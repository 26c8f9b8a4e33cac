//! Display implementations and text dump for debugging.

use std::fmt;
use std::fmt::Write as _;

use crate::arena::UniqueArena;
use crate::func::{Function, Terminator};
use crate::instr::{AtomicOp, DerefKind, InstrKind, Intrinsic, Value};
use crate::shader::Shader;
use crate::types::{ArraySize, Scalar, ScalarKind, Type, TypeInner, VectorSize};
use crate::var::{Constant, HowDeclared, Mode, Variable};

impl fmt::Display for ScalarKind {
    fn fmt(&self, f: &mut fmt::Formatter<'_>) -> fmt::Result {
        match self {
            Self::Bool => write!(f, "bool"),
            Self::Sint => write!(f, "sint"),
            Self::Uint => write!(f, "uint"),
            Self::Float => write!(f, "float"),
        }
    }
}

impl fmt::Display for Scalar {
    fn fmt(&self, f: &mut fmt::Formatter<'_>) -> fmt::Result {
        match self.kind {
            ScalarKind::Bool => write!(f, "bool"),
            ScalarKind::Sint => write!(f, "i{}", self.width * 8),
            ScalarKind::Uint => write!(f, "u{}", self.width * 8),
            ScalarKind::Float => write!(f, "f{}", self.width * 8),
        }
    }
}

impl fmt::Display for VectorSize {
    fn fmt(&self, f: &mut fmt::Formatter<'_>) -> fmt::Result {
        write!(f, "{}", *self as u32)
    }
}

impl fmt::Display for AtomicOp {
    fn fmt(&self, f: &mut fmt::Formatter<'_>) -> fmt::Result {
        let name = match self {
            Self::Add => "add",
            Self::And => "and",
            Self::Or => "or",
            Self::Xor => "xor",
            Self::IMin => "imin",
            Self::IMax => "imax",
            Self::UMin => "umin",
            Self::UMax => "umax",
            Self::Exchange => "xchg",
            Self::CompareExchange => "cmpxchg",
        };
        f.write_str(name)
    }
}

/// Formats a type using the type arena for resolving inner references.
pub fn format_type(ty: &Type, types: &UniqueArena<Type>) -> String {
    if let Some(ref name) = ty.name {
        return name.clone();
    }
    format_type_inner(&ty.inner, types)
}

/// Formats a [`TypeInner`] using the type arena for resolving references.
pub fn format_type_inner(inner: &TypeInner, types: &UniqueArena<Type>) -> String {
    match inner {
        TypeInner::Scalar(s) => format!("{s}"),
        TypeInner::Vector { size, scalar } => format!("vec{size}<{scalar}>"),
        TypeInner::Matrix {
            columns,
            rows,
            scalar,
            stride,
        } => format!("mat{columns}x{rows}<{scalar}> /*stride {stride}*/"),
        TypeInner::Atomic(s) => format!("atomic<{s}>"),
        TypeInner::Array { base, size, stride } => {
            let base_str = format_type(&types[*base], types);
            match size {
                ArraySize::Constant(n) => format!("array<{base_str}, {n}> /*stride {stride}*/"),
                ArraySize::Dynamic => format!("array<{base_str}> /*stride {stride}*/"),
            }
        }
        TypeInner::Struct { members, span } => {
            let fields: Vec<_> = members
                .iter()
                .map(|m| format!("{}@{}", format_type(&types[m.ty], types), m.offset))
                .collect();
            format!("struct {{ {} }} /*span {span}*/", fields.join(", "))
        }
    }
}

fn format_constant(c: &Constant) -> String {
    match c {
        Constant::Zero => "zero".into(),
        Constant::Scalar(bits) => format!("{bits:#x}"),
        Constant::Composite(parts) => {
            let parts: Vec<_> = parts.iter().map(format_constant).collect();
            format!("{{{}}}", parts.join(", "))
        }
    }
}

fn format_variable(var: &Variable, types: &UniqueArena<Type>) -> String {
    let mut line = format!(
        "decl_var {} {} {}",
        var.mode,
        format_type(&types[var.ty], types),
        var.name.as_deref().unwrap_or("_")
    );
    if let Some(slot) = var.data.location {
        let _ = write!(line, " @location({slot})");
    }
    if let Some(sv) = var.data.system_value {
        let _ = write!(line, " @builtin({sv})");
    }
    if let Some(binding) = var.data.binding {
        let _ = write!(line, " @binding{binding}");
    }
    if let Some(layout) = var.data.explicit {
        let _ = write!(
            line,
            " @explicit(offset={}, size={}, align={})",
            layout.offset, layout.size, layout.align
        );
    }
    if matches!(var.mode, Mode::ShaderIn | Mode::ShaderOut) || var.data.explicit.is_some() {
        let _ = write!(line, " (driver_location={})", var.data.driver_location);
    }
    if var.data.how_declared == HowDeclared::Injected {
        line.push_str(" /*injected*/");
    }
    if let Some(init) = &var.init {
        let _ = write!(line, " = {}", format_constant(init));
    }
    line
}

fn list(values: &[Value]) -> String {
    let parts: Vec<_> = values.iter().map(|v| format!("%{}", v.index())).collect();
    parts.join(", ")
}

fn format_intrinsic(intrinsic: &Intrinsic) -> String {
    let op = intrinsic.op();
    let srcs = list(&intrinsic.srcs());
    let extra = match intrinsic {
        Intrinsic::StoreDeref { write_mask, .. }
        | Intrinsic::StoreSsbo { write_mask, .. }
        | Intrinsic::StoreShared { write_mask, .. }
        | Intrinsic::StoreScratch { write_mask, .. }
        | Intrinsic::StoreGlobal { write_mask, .. } => format!(" (wrmask={write_mask:#x})"),
        Intrinsic::DerefAtomic { op, .. }
        | Intrinsic::SsboAtomic { op, .. }
        | Intrinsic::SharedAtomic { op, .. }
        | Intrinsic::GlobalAtomic { op, .. } => format!(" ({op})"),
        Intrinsic::LoadSystemValue(sv) => format!(" ({sv})"),
        Intrinsic::ResourceIndex { binding, .. } => format!(" (binding={binding})"),
        Intrinsic::LoadDescriptor { mode, .. } => format!(" ({mode})"),
        Intrinsic::LoadUbo {
            align,
            range_base,
            range,
            ..
        } => format!(
            " (align={}+{}, range_base={range_base}, range={range})",
            align.mul, align.offset
        ),
        Intrinsic::LoadUniform {
            base, range, align, ..
        }
        | Intrinsic::LoadPushConstant {
            base, range, align, ..
        }
        | Intrinsic::LoadConstant {
            base, range, align, ..
        } => format!(
            " (base={base}, range={range}, align={}+{})",
            align.mul, align.offset
        ),
        Intrinsic::LoadSsbo { align, .. }
        | Intrinsic::LoadShared { align, .. }
        | Intrinsic::LoadScratch { align, .. }
        | Intrinsic::LoadGlobal { align, .. } => format!(" (align={}+{})", align.mul, align.offset),
        _ => String::new(),
    };
    format!("{op} ({srcs}){extra}")
}

/// Formats the right-hand side of an instruction.
pub fn format_instr(kind: &InstrKind, shader: &Shader) -> String {
    match kind {
        InstrKind::Const(values) => {
            let parts: Vec<_> = values.iter().map(|v| format!("{v:#x}")).collect();
            format!("load_const ({})", parts.join(", "))
        }
        InstrKind::Undef => "undefined".into(),
        InstrKind::Alu { op, srcs } => format!("{op} {}", list(srcs)),
        InstrKind::Intrinsic(intrinsic) => format_intrinsic(intrinsic),
        InstrKind::Deref(deref) => {
            let ty = format_type(&shader.types[deref.ty], &shader.types);
            match deref.kind {
                DerefKind::Var(var) => {
                    let name = shader
                        .variables
                        .try_get(var)
                        .and_then(|v| v.name.as_deref())
                        .unwrap_or("_");
                    format!("deref_var &{name} ({} {ty})", deref.mode)
                }
                DerefKind::Array { parent, index } => format!(
                    "deref_array &%{}[%{}] ({} {ty})",
                    parent.index(),
                    index.index(),
                    deref.mode
                ),
                DerefKind::Struct { parent, member } => format!(
                    "deref_struct &%{}->{member} ({} {ty})",
                    parent.index(),
                    deref.mode
                ),
            }
        }
        InstrKind::Phi(srcs) => {
            let parts: Vec<_> = srcs
                .iter()
                .map(|s| format!("block_{}: %{}", s.pred.index(), s.value.index()))
                .collect();
            format!("phi {}", parts.join(", "))
        }
        InstrKind::Call { callee, args } => {
            let name = shader.functions[*callee].name.as_deref().unwrap_or("_");
            format!("call {name} ({})", list(args))
        }
        InstrKind::Param(index) => format!("param {index}"),
    }
}

fn dump_function(out: &mut String, func: &Function, shader: &Shader) {
    let name = func.name.as_deref().unwrap_or("_");
    let _ = writeln!(out, "impl {name} {{");
    let mut order = func.reverse_postorder();
    // Unreachable blocks still get printed, after the reachable ones.
    for (block, _) in func.blocks.iter() {
        if !order.contains(&block) {
            order.push(block);
        }
    }
    for block in order {
        let data = &func.blocks[block];
        let _ = writeln!(out, "    block block_{}:", block.index());
        for &value in &data.instrs {
            let instr = &func.instrs[value];
            let rhs = format_instr(&instr.kind, shader);
            match instr.def {
                Some(def) => {
                    let def = def.to_string();
                    let _ = writeln!(out, "        {def:<6} %{} = {rhs}", value.index());
                }
                None => {
                    let _ = writeln!(out, "        {rhs}");
                }
            }
        }
        let term = match &data.terminator {
            Terminator::Jump(target) => format!("jump block_{}", target.index()),
            Terminator::Branch {
                cond,
                then_block,
                else_block,
            } => format!(
                "branch %{} ? block_{} : block_{}",
                cond.index(),
                then_block.index(),
                else_block.index()
            ),
            Terminator::Return(Some(v)) => format!("return %{}", v.index()),
            Terminator::Return(None) => "return".into(),
            Terminator::Discard => "discard".into(),
            Terminator::Unreachable => "unreachable".into(),
        };
        let _ = writeln!(out, "        {term}");
    }
    out.push_str("}\n");
}

/// Produces a human-readable text dump of a [`Shader`].
pub fn dump_shader(shader: &Shader) -> String {
    let mut out = String::new();
    let info = &shader.info;

    let _ = writeln!(out, "shader: {}", info.stage);
    if let Some(name) = &info.name {
        let _ = writeln!(out, "name: {name}");
    }
    let _ = writeln!(out, "inputs_read: {}", info.inputs_read);
    let _ = writeln!(out, "outputs_written: {}", info.outputs_written);
    let _ = writeln!(out, "system_values_read: {}", info.system_values_read);
    if info.stage == crate::Stage::Compute {
        let [x, y, z] = info.workgroup_size;
        let _ = writeln!(out, "workgroup_size: {x}, {y}, {z}");
    }
    let _ = writeln!(out, "shared_size: {}", info.shared_size);
    let _ = writeln!(out, "scratch_size: {}", info.scratch_size);
    let _ = writeln!(out, "constant_data_size: {}", info.constant_data_size);

    for (_, var) in shader.variables.iter() {
        let _ = writeln!(out, "{}", format_variable(var, &shader.types));
    }

    for (handle, func) in shader.functions.iter() {
        if handle == shader.entry_point {
            out.push_str("entrypoint ");
        }
        dump_function(&mut out, func, shader);
    }

    out
}

#[cfg(test)]
mod tests {
    use super::*;
    use crate::builder::Builder;
    use crate::slot::Slot;
    use crate::var::DescriptorBinding;
    use crate::{Def, Stage};

    #[test]
    fn display_scalar() {
        assert_eq!(format!("{}", Scalar::F32), "f32");
        assert_eq!(format!("{}", Scalar::I32), "i32");
        assert_eq!(format!("{}", Scalar::U64), "u64");
        assert_eq!(format!("{}", Scalar::BOOL), "bool");
    }

    #[test]
    fn dump_lists_variables_and_instructions() {
        let mut shader = Shader::new(Stage::Vertex);
        let vec4 = shader.add_type(TypeInner::Vector {
            size: VectorSize::Quad,
            scalar: Scalar::F32,
        });
        let out = shader
            .add_variable(Variable::new("pos", vec4, Mode::ShaderOut).with_location(Slot::POS));
        shader.add_variable(
            Variable::new("ubo", vec4, Mode::Ubo).with_binding(DescriptorBinding::new(0, 1)),
        );
        let entry = shader.entry().entry;
        let mut b = Builder::at_end(shader.entry_mut(), entry);
        let zero = b.zero(Def::new(4, 32));
        let d = b.deref_var(out, Mode::ShaderOut, vec4);
        b.store_deref(d, zero);

        let dump = dump_shader(&shader);
        assert!(dump.contains("shader: vertex"));
        assert!(dump.contains("decl_var shader_out vec4<f32> pos @location(POS)"));
        assert!(dump.contains("decl_var ubo vec4<f32> ubo @binding(0, 1)"));
        assert!(dump.contains("load_const (0x0, 0x0, 0x0, 0x0)"));
        assert!(dump.contains("deref_var &pos (shader_out vec4<f32>)"));
        assert!(dump.contains("store_deref (%1, %0) (wrmask=0xf)"));
        assert!(dump.contains("entrypoint impl main {"));
    }
}
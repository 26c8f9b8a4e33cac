//! Backend-specializing lowering for Spinel shaders.
//!
//! These passes take a target-agnostic shader and commit it to a concrete
//! backend: memory accesses get an address format, implicit values are read
//! natively or from an injected runtime-data buffer, variables get explicit
//! byte layouts, and adjacent stages agree on their varying numbering.
//!
//! Every pass returns a [`LoweringResult`] instead of threading flags through
//! out-parameters; callers OR the results together and honor the obligations
//! they report.

mod address;
mod layout;
mod link;
mod push_const;
mod runtime;
mod sysval;
mod yz_flip;

pub use address::{AddressFormat, AddressFormats, lower_explicit_io};
pub use layout::{NaturalLayout, ScalarLayout, SizeAlign, assign_explicit_layout, explicit_type_layout};
pub use link::{LinkOptions, LinkResult, link_pipeline, link_shaders};
pub use push_const::lower_push_constants_to_ubo;
pub use runtime::{
    ComputeRuntimeData, FlipKind, RuntimeConf, VertexRuntimeData, YzFlip,
    add_runtime_data_variable,
};
pub use sysval::lower_system_values;
pub use yz_flip::lower_yz_flip;

use std::ops::{BitOr, BitOrAssign};

use spinel_ir::{Mode, ModeSet, Shader};

/// Outcome of a lowering pass: whether it changed anything, plus the
/// obligations the change created for the caller.
#[must_use]
#[derive(Clone, Copy, Debug, Default, PartialEq, Eq)]
pub struct LoweringResult {
    pub progress: bool,
    /// The shader now reads the runtime-data buffer, so the caller must
    /// declare it with [`add_runtime_data_variable`].
    pub requires_runtime_data: bool,
    /// Highest `base + range` of any push-constant read.
    pub push_constant_size: Option<u32>,
}

impl LoweringResult {
    pub const NONE: Self = Self {
        progress: false,
        requires_runtime_data: false,
        push_constant_size: None,
    };

    pub fn progress(progress: bool) -> Self {
        Self {
            progress,
            ..Self::NONE
        }
    }
}

impl BitOr for LoweringResult {
    type Output = Self;

    fn bitor(self, rhs: Self) -> Self {
        Self {
            progress: self.progress | rhs.progress,
            requires_runtime_data: self.requires_runtime_data | rhs.requires_runtime_data,
            push_constant_size: match (self.push_constant_size, rhs.push_constant_size) {
                (Some(a), Some(b)) => Some(a.max(b)),
                (a, b) => a.or(b),
            },
        }
    }
}

impl BitOrAssign for LoweringResult {
    fn bitor_assign(&mut self, rhs: Self) {
        *self = *self | rhs;
    }
}

/// Rounds `value` up to a multiple of `align`, which must be non-zero.
pub(crate) fn align_up(value: u32, align: u32) -> u32 {
    value.div_ceil(align) * align
}

/// Runs the per-shader lowering pipeline:
///
/// optimize, drop dead variables, materialize system values, flip y/z,
/// assign layouts to shared, scratch and constant memory, lower explicit IO,
/// move push constants into a buffer when requested, declare the runtime-data
/// buffer if anything needs it, and optimize again.
pub fn lower_shader(shader: &mut Shader, conf: &RuntimeConf) -> LoweringResult {
    log::info!("lowering {} shader", shader.stage());
    let mut result = LoweringResult::progress(spinel_opt::optimize(shader));

    let dead_modes = ModeSet::EMPTY
        .with(Mode::Shared)
        .with(Mode::FunctionTemp)
        .with(Mode::ShaderTemp)
        .with(Mode::Constant)
        .with(Mode::Uniform)
        .with(Mode::SystemValue);
    result.progress |= spinel_opt::remove_dead_variables(shader, dead_modes);

    result |= lower_system_values(shader, conf);
    result |= lower_yz_flip(shader, conf);

    result.progress |=
        assign_explicit_layout(shader, ModeSet::of(Mode::Shared), &NaturalLayout);
    result.progress |= assign_explicit_layout(
        shader,
        ModeSet::EMPTY
            .with(Mode::FunctionTemp)
            .with(Mode::ShaderTemp)
            .with(Mode::Constant)
            .with(Mode::Uniform),
        &ScalarLayout,
    );

    let io_modes = ModeSet::ALL.iter().filter(|&m| {
        conf.address_formats.for_mode(m) != AddressFormat::Logical
    });
    let io_modes = io_modes.fold(ModeSet::EMPTY, ModeSet::with);
    result |= lower_explicit_io(shader, io_modes, &conf.address_formats);

    if conf.push_constants_to_ubo {
        result |= lower_push_constants_to_ubo(shader, conf.push_constant_cbv);
    }

    if result.requires_runtime_data {
        add_runtime_data_variable(shader, conf);
    }

    result.progress |= spinel_opt::optimize(shader);
    result.progress |= spinel_opt::remove_dead_variables(
        shader,
        ModeSet::of(Mode::SystemValue) | Mode::PushConstant,
    );
    shader.gather_info();
    log::info!(
        "lowered {} shader: {} instructions, runtime data {}",
        shader.stage(),
        shader.instr_count(),
        if result.requires_runtime_data { "required" } else { "unused" }
    );
    result
}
---+---
*Task objective:* Copy whichever lines above contain the string "ScalarLayout".

*Output of the exercise:*
pub use layout::{NaturalLayout, ScalarLayout, SizeAlign, assign_explicit_layout, explicit_type_layout};
        &ScalarLayout,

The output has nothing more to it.